Zero-length reviews: 0
Maximum review length: 2514


In [0]:
non_zero_idx = [ii for ii, review in enumerate(reviews_ints) if len(review) != 0]
len(non_zero_idx)

25000

In [0]:
reviews_ints = [reviews_ints[ii] for ii in non_zero_idx]
labels = np.array([labels[ii] for ii in non_zero_idx])

##Padding reviews

In [0]:
seq_len = 200
features = np.zeros((len(reviews_ints), seq_len), dtype=int)
for i, row in enumerate(reviews_ints):
    features[i, -len(row):] = np.array(row)[:seq_len]

In [0]:
features[:10,:100]

##Training,Validation,Test Split


In [0]:
import numpy as np

In [0]:
split_frac=0.8
split_idx=int(len(features)*split_frac)
train_idx=np.random.choice(len(features),split_idx,replace=0)
# val_idx=[x for x in range(25000) if x not in train_idx]

In [0]:
x_train,x_val=[features[x] for x in train_idx],[features[x] for x in range(25000) if x not in train_idx]
y_train,y_val=[labels[x] for x in train_idx],[labels[x] for x in range(25000) if x not in train_idx]

In [0]:
len(x_val)

5000

In [0]:
test_idx=int(len(x_val)*0.5)
x_test,y_test=x_val[:test_idx],y_val[:test_idx]
x_val,y_val=x_val[test_idx:],y_val[test_idx:]

In [0]:
x_train,y_train,x_val,y_val,x_test,y_test=np.array(x_train),np.array(y_train),np.array(x_val),np.array(y_val),np.array(x_test),np.array(y_test)
print("\t\t\tFeature Shapes:")
print("Train set: \t\t{}".format(x_train.shape), 
      "\nValidation set: \t{}".format(x_val.shape),
      "\nTest set: \t\t{}".format(x_test.shape))

			Feature Shapes:
Train set: 		(20000, 200) 
Validation set: 	(2500, 200) 
Test set: 		(2500, 200)


#Building Graph

##Hyperparameters

In [0]:
lstm_size=256
lstm_layers=1
batch_size=500
learning_rate=1e-3

##Defining inputs, labels and placeholders

In [0]:
n_words=len(vocab_to_int)+1
graph=tf.Graph()
with graph.as_default():
  inputs_=tf.placeholder(tf.int32,[None,None],name='inputs')
  labels_=tf.placeholder(tf.int32,[None,None],name='labels')
  keep_prob=tf.placeholder(tf.float32,name='keep_prob')

##Embedding

In [0]:
embed_size=300
with graph.as_default():
  embedding=tf.Variable(tf.random_uniform((n_words,embed_size),+1,-1))
  embed=tf.nn.embedding_lookup(embedding,inputs_)

##LSTM cell

In [0]:
with graph.as_default():
  lstm=tf.nn.rnn_cell.LSTMCell(lstm_size)
  dropout=tf.nn.rnn_cell.DropoutWrapper(lstm,output_keep_prob=keep_prob)
  lstm_layer=tf.nn.rnn_cell.MultiRNNCell([dropout]*lstm_layers)
  initial_state=lstm_layer.zero_state(batch_size,tf.float32)

##RNN forward pass

In [0]:
with graph.as_default():
  outputs,final_state=tf.nn.dynamic_rnn(lstm_layer,embed,initial_state=initial_state)

##Output

In [0]:
with graph.as_default():
  predictions=tf.contrib.layers.fully_connected(outputs[:,-1],1,activation_fn=tf.sigmoid)
  cost=tf.losses.mean_squared_error(labels_,predictions)
  optimizer=tf.train.AdamOptimizer(learning_rate).minimize(cost)
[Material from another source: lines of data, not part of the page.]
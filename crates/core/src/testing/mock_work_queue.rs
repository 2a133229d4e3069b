//! Mock work queue for testing.

use async_trait::async_trait;
use tokio::sync::RwLock;

use crate::queue::{ExtractionRequest, QueueError, WorkQueue};

/// Mock implementation of the WorkQueue trait.
///
/// Records published requests for assertions and can simulate publish
/// failures (one-shot or permanent).
pub struct MockWorkQueue {
    published: RwLock<Vec<ExtractionRequest>>,
    next_error: RwLock<Option<QueueError>>,
    fail_always: RwLock<bool>,
}

impl Default for MockWorkQueue {
    fn default() -> Self {
        Self::new()
    }
}

impl MockWorkQueue {
    /// Create a new mock queue.
    pub fn new() -> Self {
        Self {
            published: RwLock::new(Vec::new()),
            next_error: RwLock::new(None),
            fail_always: RwLock::new(false),
        }
    }

    /// All published requests, in order.
    pub async fn published(&self) -> Vec<ExtractionRequest> {
        self.published.read().await.clone()
    }

    /// Number of successfully published requests.
    pub async fn publish_count(&self) -> usize {
        self.published.read().await.len()
    }

    /// Configure the next publish to fail with the given error.
    pub async fn set_next_error(&self, error: QueueError) {
        *self.next_error.write().await = Some(error);
    }

    /// Make every publish fail (broker down).
    pub async fn set_fail_always(&self, fail: bool) {
        *self.fail_always.write().await = fail;
    }
}

#[async_trait]
impl WorkQueue for MockWorkQueue {
    fn name(&self) -> &str {
        "mock"
    }

    async fn publish(&self, request: &ExtractionRequest) -> Result<(), QueueError> {
        if *self.fail_always.read().await {
            return Err(QueueError::Publish("broker unavailable".to_string()));
        }
        if let Some(err) = self.next_error.write().await.take() {
            return Err(err);
        }

        self.published.write().await.push(request.clone());
        Ok(())
    }
}
//! Ready-made solvers, configurations and simulations for tests.

use azimuth_core::{Boundaries, FieldsError, ParticleShape, StencilOrder};
use azimuth_engine::{Frame, SimulationConfig, SimulationParts};
use azimuth_grid::{SpectralGrid, SpectralSolver};
use azimuth_particles::Species;

use crate::{EventLog, RecordingCommunicator, RecordingFields, RecordingSpecies};

/// Solver that leaves the spectral fields untouched.
#[derive(Clone, Copy, Debug, Default)]
pub struct FrozenSolver;

impl SpectralSolver for FrozenSolver {
    fn name(&self) -> &str {
        "frozen"
    }

    fn push(
        &mut self,
        _grids: &mut [SpectralGrid],
        _dt: f64,
        _use_true_rho: bool,
    ) -> Result<(), FieldsError> {
        Ok(())
    }

    fn correct_currents(
        &mut self,
        _grids: &mut [SpectralGrid],
        _dt: f64,
    ) -> Result<(), FieldsError> {
        Ok(())
    }

    fn correct_div_e(&mut self, _grids: &mut [SpectralGrid]) -> Result<(), FieldsError> {
        Ok(())
    }
}

/// Shape of a simulation assembled entirely from recording mocks.
#[derive(Clone, Debug)]
pub struct RecordingSetup {
    pub log: EventLog,
    pub nm: usize,
    pub nz: usize,
    pub nr: usize,
    pub zmin: f64,
    pub zmax: f64,
    pub dt: f64,
    pub n_guard: usize,
    pub boundaries: Boundaries,
    pub exchange_period: u64,
    pub frame: Frame,
    pub use_device: bool,
    pub filter_currents: bool,
}

impl RecordingSetup {
    /// Two modes of 32 x 4 unit cells, periodic, exchanging every step.
    pub fn new(log: EventLog) -> Self {
        Self {
            log,
            nm: 2,
            nz: 32,
            nr: 4,
            zmin: 0.0,
            zmax: 32.0,
            dt: 0.1,
            n_guard: 0,
            boundaries: Boundaries::Periodic,
            exchange_period: 1,
            frame: Frame::Lab,
            use_device: false,
            filter_currents: true,
        }
    }

    /// One [`RecordingSpecies`] per name, sharing the log.
    pub fn species(&self, names: &[&str]) -> Vec<Box<dyn Species>> {
        names
            .iter()
            .map(|n| Box::new(RecordingSpecies::new(*n, self.log.clone())) as Box<dyn Species>)
            .collect()
    }

    pub fn parts(&self, species: Vec<Box<dyn Species>>) -> SimulationParts {
        SimulationParts {
            dt: self.dt,
            exchange_period: self.exchange_period,
            fields: Box::new(RecordingFields::new(
                self.log.clone(),
                self.nm,
                self.nz,
                self.zmin,
                self.zmax,
                self.nr,
                self.dt,
            )),
            species,
            comm: Box::new(RecordingCommunicator::new(
                self.log.clone(),
                self.n_guard,
                self.boundaries,
            )),
            filter_currents: self.filter_currents,
            frame: self.frame,
            boost: None,
            use_device: self.use_device,
            stencil: StencilOrder::Infinite,
            particle_shape: ParticleShape::Linear,
            verbosity: 0,
        }
    }
}

/// Default recording simulation with one species per name.
pub fn recording_parts(log: &EventLog, names: &[&str]) -> SimulationParts {
    let setup = RecordingSetup::new(log.clone());
    let species = setup.species(names);
    setup.parts(species)
}

/// Small uniform plasma of density `n_e` on a periodic box, silent.
pub fn uniform_plasma_config(n_e: f64) -> SimulationConfig {
    let mut config = SimulationConfig::default();
    config.grid.nz = 32;
    config.grid.nr = 8;
    config.grid.nm = 2;
    config.plasma.p_zmax = config.grid.zmax;
    config.plasma.p_rmax = config.grid.rmax;
    config.plasma.n_e = n_e;
    config.verbosity = 0;
    config
}

/// Open-boundary configuration on a 64-cell, 20 um box at
/// `dt = 1e-16` s with 20 guard cells, where particles have to be
/// exchanged every 88 steps.
pub fn open_boundary_config() -> SimulationConfig {
    let mut config = uniform_plasma_config(0.0);
    config.grid.nz = 64;
    config.domain.boundaries = Boundaries::Open;
    config.domain.n_guard = Some(20);
    config.domain.n_damp = 4;
    config
}

#[cfg(test)]
mod tests {
    use super::*;

    #[test]
    fn recording_parts_share_one_log() {
        let log = EventLog::new();
        let mut parts = recording_parts(&log, &["a", "b"]);
        assert_eq!(parts.species.len(), 2);
        assert_eq!(parts.fields.nm(), 2);
        parts.fields.erase(azimuth_core::SourceField::J);
        assert_eq!(log.len(), 1);
    }

    #[test]
    fn configs_validate() {
        uniform_plasma_config(1e24).validate().unwrap();
        open_boundary_config().validate().unwrap();
    }
}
W0706 12:44:13.757879 140686651438976 lazy_loader.py:50] 
The TensorFlow contrib module will not be included in TensorFlow 2.0.
For more information, please see:
  * https://github.com/tensorflow/community/blob/master/rfcs/20180907-contrib-sunset.md
  * https://github.com/tensorflow/addons
  * https://github.com/tensorflow/io (for I/O related ops)
If you depend on functionality not listed there, please file an issue.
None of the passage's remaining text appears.